Complementi di servizio che assolvono una funzione e diventano elementi che aggiungono un accento nuovo all’arredo: i coffee table più attuali declinano linguaggi diversi per abbinarsi alle scelte interior. Materiali naturali e preziosi come il marmo venato, la ceramica decorata, la pietra lavica, il metallo cangiante diventano protagonisti negli scenari domestici così come nelle aree lounge degli ambienti dedicati alla collettività, all’accoglienza e all’hôtellerie. Contesti ibridi e trasversali che accolgono inoltre i prodotti dal carattere più essenziale, adatti anche alle situazioni di attesa e ai luoghi di lavoro tradizionali.

Un ampio piano poggia delicatamente su quattro gambe inclinate, coniugando solidità e leggerezza. Le finiture del piano – nelle varianti marmo o vetro fumé serigrafato – donano una presenza materica alle forme aggraziate di questa collezione. (ph. Marco Covi)

Moduli geometrici sovrapposti compongono tavolini con forme sempre diverse, piccoli totem tribali che giocano sul multicolore o sul contrasto bianco/nero di pattern e decorazioni. 

I tavolini, combinandosi insieme, creano variazioni cromatiche valorizzando l’espressività del materiale.
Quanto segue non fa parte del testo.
//! Field and tag merge policy for incoming notes
//!
//! Pure functions: nothing here touches the store.

use std::collections::HashSet;

use crate::collection::{Note, NoteModel};
use crate::config::ImportConfig;
use crate::deck::IncomingNote;

/// Tags starting with this marker are only kept for subscribed groups
pub const OPTIONAL_TAG_PREFIX: &str = "AnkiCollab_Optional::";

/// Field values and tags ready to be written to a note
#[derive(Debug, Clone, PartialEq, Eq)]
pub struct ResolvedContent {
    pub fields: Vec<String>,
    pub tags: Vec<String>,
}

/// Merge an incoming note with the local copy (if any) under `config`.
///
/// `local` must already be laid out for `model`.
pub fn resolve_content(
    incoming: &IncomingNote,
    local: Option<&Note>,
    model: &NoteModel,
    config: &ImportConfig,
) -> ResolvedContent {
    let mut fields = incoming.fields.clone();
    if let Some(local) = local {
        keep_personal_fields(&mut fields, &local.fields, model, config);
    }

    let mut tags = Vec::with_capacity(incoming.tags.len() + config.add_tag_to_cards.len());
    for tag in incoming.tags.iter().chain(&config.add_tag_to_cards) {
        if !tags.contains(tag) {
            tags.push(tag.clone());
        }
    }

    if config.has_optional_tags {
        let dropped = drop_unsubscribed_tags(&mut tags, config);
        if dropped > 0 {
            log::debug!("Note {}: dropped {} optional tags", incoming.guid, dropped);
        }
    }

    ResolvedContent { fields, tags }
}

fn keep_personal_fields(
    fields: &mut [String],
    local_fields: &[String],
    model: &NoteModel,
    config: &ImportConfig,
) {
    for (index, value) in fields.iter_mut().enumerate() {
        let Some(field_name) = model.field_name(index) else {
            continue;
        };
        if !config.is_personal_field(&model.name, field_name) {
            continue;
        }
        if let Some(local_value) = local_fields.get(index) {
            value.clone_from(local_value);
        }
    }
}

/// Group an optional tag belongs to: the first segment after the marker
pub fn optional_tag_group(tag: &str) -> Option<&str> {
    tag.strip_prefix(OPTIONAL_TAG_PREFIX)
        .map(|rest| rest.split("::").next().unwrap_or(rest))
}

/// Remove optional tags of groups the user has not subscribed to.
/// Returns how many were removed.
fn drop_unsubscribed_tags(tags: &mut Vec<String>, config: &ImportConfig) -> usize {
    let unsubscribed: HashSet<String> = tags
        .iter()
        .filter(|tag| {
            optional_tag_group(tag).map_or(false, |group| !config.optional_tags.contains(group))
        })
        .cloned()
        .collect();

    let before = tags.len();
    tags.retain(|tag| !unsubscribed.contains(tag));
    before - tags.len()
}

#[cfg(test)]
mod tests {
    use chrono::Utc;
    use uuid::Uuid;

    use super::*;
    use crate::config::PersonalField;

    fn strings(values: &[&str]) -> Vec<String> {
        values.iter().map(|s| s.to_string()).collect()
    }

    fn incoming(model: &NoteModel, fields: &[&str], tags: &[&str]) -> IncomingNote {
        IncomingNote {
            guid: Uuid::new_v4(),
            note_model_uuid: model.uuid,
            fields: strings(fields),
            tags: strings(tags),
        }
    }

    fn personal(model: &str, field: &str) -> PersonalField {
        PersonalField {
            model: model.to_string(),
            field: field.to_string(),
        }
    }

    #[test]
    fn test_personal_field_keeps_local_value() {
        let model = NoteModel::new("Basic", &["Front", "Back", "Notes"], &["Card 1"]);
        let mut local = Note::new(Uuid::new_v4(), &model, Utc::now());
        local.fields = strings(&["old front", "old back", "my notes"]);
        let config = ImportConfig {
            personal_fields: vec![personal("Basic", "Notes")],
            ..ImportConfig::default()
        };

        let resolved = resolve_content(
            &incoming(&model, &["front", "back", "upstream notes"], &[]),
            Some(&local),
            &model,
            &config,
        );

        assert_eq!(resolved.fields, strings(&["front", "back", "my notes"]));
    }

    #[test]
    fn test_personal_field_on_new_note_uses_incoming() {
        let model = NoteModel::new("Basic", &["Front", "Notes"], &["Card 1"]);
        let config = ImportConfig {
            personal_fields: vec![personal("Basic", "Notes")],
            ..ImportConfig::default()
        };

        let resolved = resolve_content(&incoming(&model, &["a", "b"], &[]), None, &model, &config);

        assert_eq!(resolved.fields, strings(&["a", "b"]));
    }

    #[test]
    fn test_personal_field_is_scoped_to_model_name() {
        let model = NoteModel::new("Cloze", &["Text", "Notes"], &["Cloze"]);
        let mut local = Note::new(Uuid::new_v4(), &model, Utc::now());
        local.fields = strings(&["x", "mine"]);
        let config = ImportConfig {
            personal_fields: vec![personal("Basic", "Notes")],
            ..ImportConfig::default()
        };

        let resolved =
            resolve_content(&incoming(&model, &["y", "theirs"], &[]), Some(&local), &model, &config);

        assert_eq!(resolved.fields, strings(&["y", "theirs"]));
    }

    #[test]
    fn test_added_tags_are_deduplicated() {
        let model = NoteModel::new("Basic", &["Front"], &["Card 1"]);
        let config = ImportConfig {
            add_tag_to_cards: strings(&["shared", "vocab"]),
            ..ImportConfig::default()
        };

        let resolved = resolve_content(&incoming(&model, &["a"], &["vocab", "n5"]), None, &model, &config);

        assert_eq!(resolved.tags, strings(&["vocab", "n5", "shared"]));
    }

    #[test]
    fn test_optional_tags_filtered_to_subscribed_groups() {
        let model = NoteModel::new("Basic", &["Front"], &["Card 1"]);
        let config = ImportConfig {
            has_optional_tags: true,
            optional_tags: ["A".to_string()].into_iter().collect(),
            ..ImportConfig::default()
        };

        let resolved = resolve_content(
            &incoming(
                &model,
                &["a"],
                &["AnkiCollab_Optional::A", "AnkiCollab_Optional::B", "normal"],
            ),
            None,
            &model,
            &config,
        );

        assert_eq!(resolved.tags, strings(&["AnkiCollab_Optional::A", "normal"]));
    }

    #[test]
    fn test_adjacent_unsubscribed_tags_are_all_removed() {
        let model = NoteModel::new("Basic", &["Front"], &["Card 1"]);
        let config = ImportConfig {
            has_optional_tags: true,
            ..ImportConfig::default()
        };

        let resolved = resolve_content(
            &incoming(
                &model,
                &["a"],
                &["AnkiCollab_Optional::B", "AnkiCollab_Optional::C::sub", "keep"],
            ),
            None,
            &model,
            &config,
        );

        assert_eq!(resolved.tags, strings(&["keep"]));
    }

    #[test]
    fn test_optional_tags_untouched_when_disabled() {
        let model = NoteModel::new("Basic", &["Front"], &["Card 1"]);
        let tags = ["AnkiCollab_Optional::B", "normal"];

        let resolved = resolve_content(&incoming(&model, &["a"], &tags), None, &model, &ImportConfig::default());

        assert_eq!(resolved.tags, strings(&tags));
    }

    #[test]
    fn test_optional_tag_group() {
        assert_eq!(optional_tag_group("AnkiCollab_Optional::A"), Some("A"));
        assert_eq!(optional_tag_group("AnkiCollab_Optional::A::Sub"), Some("A"));
        assert_eq!(optional_tag_group("A"), None);
    }
}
La forma concava delle basi rifrange la luminosità dell’acciaio inox a cui si contrappone la geometria tattile dei top in rame, ottone e ferro DeLabré.

La collezione enfatizza il dialogo tra pietra e metallo: esili bacchette metalliche disegnano geometrie tridimensionali nello spazio e sostengono i piani di appoggio in pietra lavica, materiale che racconta l’anima siciliana dell’azienda.

Disegnati da Osvaldo Borsani tra il 1949 e il 1950: T1 ha la struttura in acciaio cromato, con il caratteristico pallino a mezz’asta e il piano in cristallo extra chiaro temperato, retroverniciato in diverse tonalità; T2 ha il piano in legno laccato lucido che poggia su struttura lineare e base conica in acciaio verniciato.

Tavolino ispirato a grafismo e simmetria: combinando tra loro questi elementi naturali idealmente in antitesi, la leggerezza di un battito d’ali e la matericità della pietra, si ottiene un complemento d’arredo dal gusto contemporaneo. Il solido piano in marmo è sorretto da un’esile struttura organica in acciaio. Disponibile in due modelli con piani di marmi diversi.